─── Material for the task
//! Remote object storage backed by S3
//!
//! The store is a black box to the rest of the service: a put either
//! acknowledges with the bucket/key/location triple or fails, and that
//! failure propagates as an upload error. Nothing here retries and nothing
//! here deletes; an object, once acknowledged, stays.

use std::path::Path;

use aws_sdk_s3::error::DisplayErrorContext;
use aws_sdk_s3::primitives::ByteStream;
use aws_sdk_s3::types::ObjectCannedAcl;
use aws_sdk_s3::Client;
use tracing::info;

use crate::error::{ApiError, ApiResult};

/// What the object store acknowledged
#[derive(Debug, Clone)]
pub struct StoredObject {
    pub bucket: String,
    pub key: String,
    pub location: String,
}

/// S3-backed object storage
#[derive(Clone)]
pub struct ObjectStorage {
    client: Client,
    bucket: String,
}

impl ObjectStorage {
    /// Create a new object storage handle for one bucket
    pub fn new(client: Client, bucket: String) -> Self {
        Self { client, bucket }
    }

    /// Stream a local file to the bucket under `key` with a public-read ACL
    pub async fn put_public(
        &self,
        key: &str,
        content_type: &str,
        path: &Path,
    ) -> ApiResult<StoredObject> {
        let body = ByteStream::from_path(path)
            .await
            .map_err(|e| ApiError::Io(std::io::Error::new(std::io::ErrorKind::Other, e)))?;

        self.client
            .put_object()
            .bucket(&self.bucket)
            .key(key)
            .content_type(content_type)
            .acl(ObjectCannedAcl::PublicRead)
            .body(body)
            .send()
            .await
            .map_err(|e| ApiError::Upload(format!("{}", DisplayErrorContext(&e))))?;

        let stored = StoredObject {
            bucket: self.bucket.clone(),
            key: key.to_string(),
            location: object_url(&self.bucket, key),
        };

        info!("Stored object {} in bucket {}", stored.key, stored.bucket);
        Ok(stored)
    }
}

/// Public URL of an object in a bucket
fn object_url(bucket: &str, key: &str) -> String {
    format!("https://{}.s3.amazonaws.com/{}", bucket, key)
}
──────
## The task
Retype the records above exactly as they appear.

## Task answer
//! Remote object storage backed by S3
//!
//! The store is a black box to the rest of the service: a put either
//! acknowledges with the bucket/key/location triple or fails, and that
//! failure propagates as an upload error. Nothing here retries and nothing
//! here deletes; an object, once acknowledged, stays.

use std::path::Path;

use aws_sdk_s3::error::DisplayErrorContext;
use aws_sdk_s3::primitives::ByteStream;
use aws_sdk_s3::types::ObjectCannedAcl;
use aws_sdk_s3::Client;
use tracing::info;

use crate::error::{ApiError, ApiResult};

/// What the object store acknowledged
#[derive(Debug, Clone)]
pub struct StoredObject {
    pub bucket: String,
    pub key: String,
    pub location: String,
}

/// S3-backed object storage
#[derive(Clone)]
pub struct ObjectStorage {
    client: Client,
    bucket: String,
}

impl ObjectStorage {
    /// Create a new object storage handle for one bucket
    pub fn new(client: Client, bucket: String) -> Self {
        Self { client, bucket }
    }

    /// Stream a local file to the bucket under `key` with a public-read ACL
    pub async fn put_public(
        &self,
        key: &str,
        content_type: &str,
        path: &Path,
    ) -> ApiResult<StoredObject> {
        let body = ByteStream::from_path(path)
            .await
            .map_err(|e| ApiError::Io(std::io::Error::new(std::io::ErrorKind::Other, e)))?;

        self.client
            .put_object()
            .bucket(&self.bucket)
            .key(key)
            .content_type(content_type)
            .acl(ObjectCannedAcl::PublicRead)
            .body(body)
            .send()
            .await
            .map_err(|e| ApiError::Upload(format!("{}", DisplayErrorContext(&e))))?;

        let stored = StoredObject {
            bucket: self.bucket.clone(),
            key: key.to_string(),
            location: object_url(&self.bucket, key),
        };

        info!("Stored object {} in bucket {}", stored.key, stored.bucket);
        Ok(stored)
    }
}

/// Public URL of an object in a bucket
fn object_url(bucket: &str, key: &str) -> String {
    format!("https://{}.s3.amazonaws.com/{}", bucket, key)
}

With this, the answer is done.